The patient made a slow but uncomplicated recovery and was discharged home after two weeks. He required another ERCP for stent removal. He then continued to improve and was discharged from follow-up after six months.

Discussion

Pancreatic pseudocyst–portal vein fistula are a rare but life-threatening sequel of pancreatitis and have been reported previously in the literature. This rare complication seems to effect predominantly men with a strong history of alcohol abuse.

The mechanism by which the pseudocyst fistulates into the portal vein remains unclear. While some postulate thrombosis of the portal vein as the initiating factor, the case mentioned by Dawson et al demonstrates portal vein thrombosis developing after the fistula formation.
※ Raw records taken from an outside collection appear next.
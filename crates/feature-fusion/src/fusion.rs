//! Correlation Terms and Fusion Rules

use ndarray::{Array1, Array2, ArrayView2};
use serde::{Deserialize, Serialize};
use spectral_moments::MomentError;

/// How lagged and current correlation terms are combined
#[derive(Debug, Clone, Copy, Default, PartialEq, Eq, Serialize, Deserialize)]
#[serde(rename_all = "snake_case")]
pub enum FusionRule {
    /// `(num - den) * (num2 - den2)` on log-domain moments
    #[default]
    Difference,
    /// `(num / den) * (num2 / den2)`, the earlier published form
    Ratio,
}

impl FusionRule {
    /// Combine terms of the lagged and the current window
    pub fn fuse(&self, lagged: &CorrelationTerms, current: &CorrelationTerms) -> Array1<f64> {
        match self {
            FusionRule::Difference => {
                (&lagged.num - &lagged.den) * (&current.num - &current.den)
            }
            FusionRule::Ratio => (&lagged.num / &lagged.den) * (&current.num / &current.den),
        }
    }
}

/// `num = -2 * ebp * efp` and `den = efp^2 + ebp^2` for one window
#[derive(Debug, Clone, PartialEq)]
pub struct CorrelationTerms {
    pub num: Array1<f64>,
    pub den: Array1<f64>,
}

impl CorrelationTerms {
    /// Build from raw-signal (`ebp`) and log-power (`efp`) moment vectors
    pub fn from_moments(ebp: &Array1<f64>, efp: &Array1<f64>) -> Self {
        Self {
            num: (ebp * efp) * -2.0,
            den: efp * efp + ebp * ebp,
        }
    }

    /// Extract both moment vectors from a `(samples, channels)` window
    pub fn compute(window: ArrayView2<'_, f64>) -> Result<Self, MomentError> {
        let ebp = spectral_moments::extract_oriented(window)?;
        let efp = spectral_moments::extract_oriented(log_power(window).view())?;
        Ok(Self::from_moments(&ebp, &efp))
    }
}

/// `ln(x^2 + eps)^2` elementwise, with `eps` the spacing of 1.0
pub fn log_power(window: ArrayView2<'_, f64>) -> Array2<f64> {
    window.mapv(|v| (v * v + f64::EPSILON).ln().powi(2))
}
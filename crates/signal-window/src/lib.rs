//! Signal Windowing
//!
//! Provides the multichannel signal matrix, window parameters with validation,
//! and lazy pairing of current and lagged windows.

mod error;
mod matrix;
mod pairs;
mod params;

pub use error::WindowError;
pub use matrix::SignalMatrix;
pub use pairs::{WindowPair, WindowPairs};
pub use params::{WindowParams, MIN_WINDOW_SAMPLES};
//! Opaque handle types for device-owned resources
//!
//! Every GPU object this crate touches is referenced through a small key
//! rather than a raw backend handle. Backends keep a `SlotMap` arena per
//! resource kind and destroy entries explicitly at shutdown, so ownership
//! and double-free behavior stay visible at the call sites that create and
//! destroy the objects.

use slotmap::new_key_type;

new_key_type! {
    /// GPU->CPU completion signal
    pub struct FenceId;
    /// GPU->GPU / presentation-engine ordering primitive
    pub struct SemaphoreId;
    /// Command allocation arena, reset wholesale each frame
    pub struct CommandPoolId;
    /// Primary command buffer allocated from a pool
    pub struct CommandBufferId;
    /// Timestamp query pool
    pub struct QueryPoolId;
    /// Descriptor set layout
    pub struct DescriptorSetLayoutId;
    /// Descriptor pool descriptor sets are allocated from
    pub struct DescriptorPoolId;
    /// Allocated descriptor set
    pub struct DescriptorSetId;
    /// Pipeline layout
    pub struct PipelineLayoutId;
    /// Compiled pipeline
    pub struct PipelineId;
    /// Shader module
    pub struct ShaderModuleId;
    /// Buffer resource referenced by descriptor writes
    pub struct BufferId;
    /// Image view referenced by descriptor writes
    pub struct ImageViewId;
    /// Sampler referenced by image descriptor writes
    pub struct SamplerId;
    /// Texel buffer view referenced by descriptor writes
    pub struct BufferViewId;
}
//! Program compiler
//!
//! Registers shader stages, merges their reflection, accepts named resource
//! writes and compiles the result into a bindable [`Program`]. The compiler
//! is reusable: a successful compile consumes the queued writes and clears
//! the written marks, so the next program variant starts from a clean
//! slate while the registered stages and reflection stay in place.

use crate::device::handles::{BufferViewId, DescriptorPoolId, DescriptorSetLayoutId};
use crate::device::types::{
    BufferWriteInfo, DescriptorType, DescriptorWrite, GraphicsStateDesc, ImageWriteInfo,
    PipelineBindPoint, ShaderStageDesc, ShaderStageFlags,
};
use crate::device::GraphicsDevice;
use crate::error::{Error, Result};
use crate::program::layout_registry::{build_set_layouts, CompiledSetLayout};
use crate::program::program::{Program, ProgramSet};
use crate::program::write_queue::{WritePayload, WriteQueues};
use crate::reflection::{BindingReflectionTable, ShaderReflector, MAX_PROGRAM_SET_SLOTS};
use crate::{render_debug, render_warn};

/// One shader stage handed to [`ProgramCompiler::register_shaders`]
pub struct ShaderSource<'a> {
    pub code: &'a [u32],
    pub stage: ShaderStageFlags,
    pub entry_point: &'a str,
}

/// What kind of pipeline to compile
pub enum PipelineDesc {
    Compute,
    Graphics(GraphicsStateDesc),
}

/// Builds [`Program`]s from shader stages and named resource writes
#[derive(Default)]
pub struct ProgramCompiler {
    table: BindingReflectionTable,
    stages: Vec<ShaderStageDesc>,
    queues: WriteQueues,
    inherited_sets: Vec<u32>,
    pool: Option<DescriptorPoolId>,
}

impl ProgramCompiler {
    pub fn new() -> Self {
        Self::default()
    }

    /// Register the stages of the next program, replacing any previous
    /// registration.
    ///
    /// Each stage is reflected and merged into the compiler's binding
    /// table; stages sharing a resource must agree on its declaration.
    /// Previously registered shader modules are destroyed.
    pub fn register_shaders(
        &mut self,
        device: &dyn GraphicsDevice,
        reflector: &dyn ShaderReflector,
        sources: &[ShaderSource<'_>],
    ) -> Result<()> {
        for stage in self.stages.drain(..) {
            device.destroy_shader_module(stage.module);
        }
        self.table.clear();
        self.queues.clear();
        self.inherited_sets.clear();

        for source in sources {
            let bindings = reflector.reflect(source.code, source.stage)?;
            self.table.merge_stage(&bindings)?;
            let module = device.create_shader_module(source.code)?;
            self.stages.push(ShaderStageDesc {
                module,
                stage: source.stage,
                entry_point: source.entry_point.to_string(),
            });
        }
        render_debug!(
            "quasar::program",
            "Registered {} shader stage(s), {} reflected resource(s)",
            self.stages.len(),
            self.table.len()
        );
        Ok(())
    }

    /// Pool that compiled descriptor sets are allocated from
    pub fn set_descriptor_pool(&mut self, pool: DescriptorPoolId) {
        self.pool = Some(pool);
    }

    /// Mark a set slot as bound externally.
    ///
    /// Its layout still participates in the pipeline layout, but the
    /// compiler allocates no sets for it and its resources are exempt from
    /// the completeness check.
    pub fn inherit_descriptor_set(&mut self, set_index: u32) -> Result<()> {
        if set_index >= MAX_PROGRAM_SET_SLOTS {
            return Err(Error::SetIndexOutOfRange {
                name: String::new(),
                set_index,
            });
        }
        if !self.inherited_sets.contains(&set_index) {
            self.inherited_sets.push(set_index);
        }
        Ok(())
    }

    /// Queue a buffer write against a named resource
    pub fn write_buffers(
        &mut self,
        name: &str,
        infos: Vec<BufferWriteInfo>,
        array_element: u32,
    ) -> Result<()> {
        self.queue_write(name, array_element, WritePayload::Buffers(infos), |ty| {
            matches!(ty, DescriptorType::UniformBuffer | DescriptorType::StorageBuffer)
        })
    }

    /// Queue an image (and optional sampler) write against a named resource
    pub fn write_images(
        &mut self,
        name: &str,
        infos: Vec<ImageWriteInfo>,
        array_element: u32,
    ) -> Result<()> {
        self.queue_write(name, array_element, WritePayload::Images(infos), |ty| {
            matches!(
                ty,
                DescriptorType::CombinedImageSampler
                    | DescriptorType::SampledImage
                    | DescriptorType::StorageImage
                    | DescriptorType::Sampler
            )
        })
    }

    /// Queue a texel buffer view write against a named resource
    pub fn write_texel_views(
        &mut self,
        name: &str,
        infos: Vec<BufferViewId>,
        array_element: u32,
    ) -> Result<()> {
        self.queue_write(name, array_element, WritePayload::TexelViews(infos), |ty| {
            matches!(
                ty,
                DescriptorType::UniformTexelBuffer | DescriptorType::StorageTexelBuffer
            )
        })
    }

    fn queue_write(
        &mut self,
        name: &str,
        array_element: u32,
        payload: WritePayload,
        type_fits: impl Fn(DescriptorType) -> bool,
    ) -> Result<()> {
        if payload.is_empty() {
            return Err(crate::render_err!(
                "quasar::program",
                "Descriptor write for '{}' carries no resource infos",
                name
            ));
        }
        let binding = *self.table.resolve(name)?;
        if !type_fits(binding.descriptor_type) {
            return Err(crate::render_err!(
                "quasar::program",
                "Descriptor write for '{}' does not match its reflected type {:?}",
                name,
                binding.descriptor_type
            ));
        }
        self.table.mark_written(name)?;
        self.queues.push(binding.set, binding.binding, array_element, payload);
        Ok(())
    }

    /// True when every reflected resource outside inherited sets has a
    /// queued write
    pub fn all_resources_written(&self) -> bool {
        self.table.all_written(&self.inherited_sets)
    }

    /// Compile the registered stages and queued writes into a program.
    ///
    /// Fails with [`Error::IncompleteBinding`] listing the unwritten names
    /// when the write queue does not cover every non-inherited resource.
    /// On success the queued writes are consumed and the written marks
    /// reset; the registered stages remain for further compiles.
    pub fn compile(
        &mut self,
        device: &dyn GraphicsDevice,
        desc: &PipelineDesc,
    ) -> Result<Program> {
        if self.stages.is_empty() {
            return Err(crate::render_err!(
                "quasar::program",
                "Compile with no registered shader stages"
            ));
        }
        let missing = self.table.missing(&self.inherited_sets);
        if !missing.is_empty() {
            render_warn!(
                "quasar::program",
                "Compile rejected, unwritten resources: {:?}",
                missing
            );
            return Err(Error::IncompleteBinding(missing));
        }

        let layouts = build_set_layouts(device, &self.table)?;
        let layout_ids: Vec<DescriptorSetLayoutId> =
            layouts.iter().map(|l| l.layout).collect();

        let pipeline_layout = match device.create_pipeline_layout(&layout_ids) {
            Ok(layout) => layout,
            Err(err) => {
                destroy_layouts(device, &layouts);
                return Err(err);
            }
        };

        let sets = match self.allocate_and_write_sets(device, &layouts) {
            Ok(sets) => sets,
            Err(err) => {
                device.destroy_pipeline_layout(pipeline_layout);
                destroy_layouts(device, &layouts);
                return Err(err);
            }
        };

        let (bind_point, pipeline_result) = match desc {
            PipelineDesc::Compute => {
                let stage = match self.single_compute_stage() {
                    Ok(stage) => stage,
                    Err(err) => {
                        device.destroy_pipeline_layout(pipeline_layout);
                        destroy_layouts(device, &layouts);
                        return Err(err);
                    }
                };
                (
                    PipelineBindPoint::Compute,
                    device.create_compute_pipeline(pipeline_layout, &stage),
                )
            }
            PipelineDesc::Graphics(state) => (
                PipelineBindPoint::Graphics,
                device.create_graphics_pipeline(pipeline_layout, &self.stages, state),
            ),
        };
        let pipeline = match pipeline_result {
            Ok(pipeline) => pipeline,
            Err(err) => {
                device.destroy_pipeline_layout(pipeline_layout);
                destroy_layouts(device, &layouts);
                return Err(err);
            }
        };

        self.queues.clear();
        self.table.reset_written();

        render_debug!(
            "quasar::program",
            "Compiled {:?} program with {} set layout(s)",
            bind_point,
            layout_ids.len()
        );
        Ok(Program::new(bind_point, pipeline, pipeline_layout, layout_ids, sets))
    }

    /// Destroy registered shader modules and reset all compiler state
    pub fn reset(&mut self, device: &dyn GraphicsDevice) {
        for stage in self.stages.drain(..) {
            device.destroy_shader_module(stage.module);
        }
        self.table.clear();
        self.queues.clear();
        self.inherited_sets.clear();
        self.pool = None;
    }

    fn single_compute_stage(&self) -> Result<ShaderStageDesc> {
        match self.stages.as_slice() {
            [stage] if stage.stage == ShaderStageFlags::COMPUTE => Ok(stage.clone()),
            _ => Err(crate::render_err!(
                "quasar::program",
                "Compute program requires exactly one COMPUTE stage, got {} stage(s)",
                self.stages.len()
            )),
        }
    }

    fn allocate_and_write_sets(
        &self,
        device: &dyn GraphicsDevice,
        layouts: &[CompiledSetLayout],
    ) -> Result<Vec<ProgramSet>> {
        let mut sets = Vec::new();
        for layout in layouts {
            if layout.is_empty() || self.inherited_sets.contains(&layout.set_index) {
                continue;
            }
            let variant_count = self.queues.variant_count(layout.set_index);
            if variant_count == 0 {
                continue;
            }
            let pool = self.pool.ok_or_else(|| {
                crate::render_err!(
                    "quasar::program",
                    "Compile requires a descriptor pool, none was set"
                )
            })?;
            let instances =
                device.allocate_descriptor_sets(pool, layout.layout, variant_count)?;

            let mut writes = Vec::new();
            for (i, instance) in instances.iter().enumerate() {
                for queued in self.queues.writes(layout.set_index) {
                    let mut write = DescriptorWrite {
                        dst_set: *instance,
                        dst_binding: queued.binding,
                        dst_array_element: queued.array_element,
                        buffer_infos: Vec::new(),
                        image_infos: Vec::new(),
                        texel_view_infos: Vec::new(),
                    };
                    match queued.payload.select(i) {
                        WritePayload::Buffers(infos) => write.buffer_infos = infos,
                        WritePayload::Images(infos) => write.image_infos = infos,
                        WritePayload::TexelViews(infos) => write.texel_view_infos = infos,
                    }
                    writes.push(write);
                }
            }
            device.update_descriptor_sets(&writes)?;

            sets.push(ProgramSet {
                set_index: layout.set_index,
                instances,
            });
        }
        Ok(sets)
    }
}

fn destroy_layouts(device: &dyn GraphicsDevice, layouts: &[CompiledSetLayout]) {
    for layout in layouts {
        device.destroy_descriptor_set_layout(layout.layout);
    }
}

#[cfg(test)]
#[path = "compiler_tests.rs"]
mod tests;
Although portal vein thrombosis was also demonstrated in our case, the proximity of the drain to the portal vein branches may have contributed to fistula formation by direct erosion.

Most commonly, patients present with acute pancreatitis on a background of chronic pancreatitis but it may be their first presentation with acute pancreatitis. All patients present with abdominal pain with additional signs and symptoms of associated complications such as dyspnoea secondary to pleural fistula or abdominal distension due to ascites. One would expect severe haemorrhage as a result of the fistula with the portal vein but it is interesting that none of the reported cases have described catastrophic haemorrhage secondary to the fistula. One explanation for this may be that the pseudocyst acts as a high pressure system, emptying its contents into the portal vein rather than vice versa.

In the majority of cases, the diagnosis is made by invasive methods such as ERCP or surgery. Four cases report postmortem examination. In only one case diagnosis was made by a non-invasive method such as magnetic resonance cholangiopancreatography. In our patient, the diagnosis was made by a tubogram through a drain in the left liver lobe abscess cavity.

Most reported cases who survived required aggressive surgical treatment including portal vein plasty (for primary closure of the fistula) or pancreatectomy and pancreaticojejunostomy (for blocking the flow of pancreatic juice) as a definitive treatment. In one reported case, a pancreatic stent alone was used to treat the fistula successfully.

Improvement from conservative management is seen only in a minority of patients who are asymptomatic or have mild symptoms. In our case, a catastrophic haemorrhage from the fistula might have been averted owing to the plastic drain abutting the fistula site. The presence of a thrombus in the adjacent portal vein supports this. The stricture of the proximal pancreatic duct may have contributed to the persistence of the pseudocyst and the formation of the pseudocyst–portal vein fistula. ERCP and pancreatic stent insertion were used to effectively block the flow in the pseudocyst and to improve pancreatic drainage. The presence of pancreatic duct stricture with upstream dilatation and stones in the distal pancreatic duct meant that long-term management with a pancreatic stent was not an option. An interval definitive surgical procedure (Puestow procedure) was therefore performed once the patient had recovered from acute events.

Conclusions

Formation of a pancreatic pseudocyst–portal vein fistula is a rare but life-threatening complication of pancreatitis. A conservative or minimally invasive approach should be adopted initially as surgery carries a high risk of mortality and morbidity. Catastrophic bleeding should be managed radiologically whenever possible with surgery as a last resort. A surgical approach to establish pancreatic duct drainage should be attempted once the acute insult has subsided.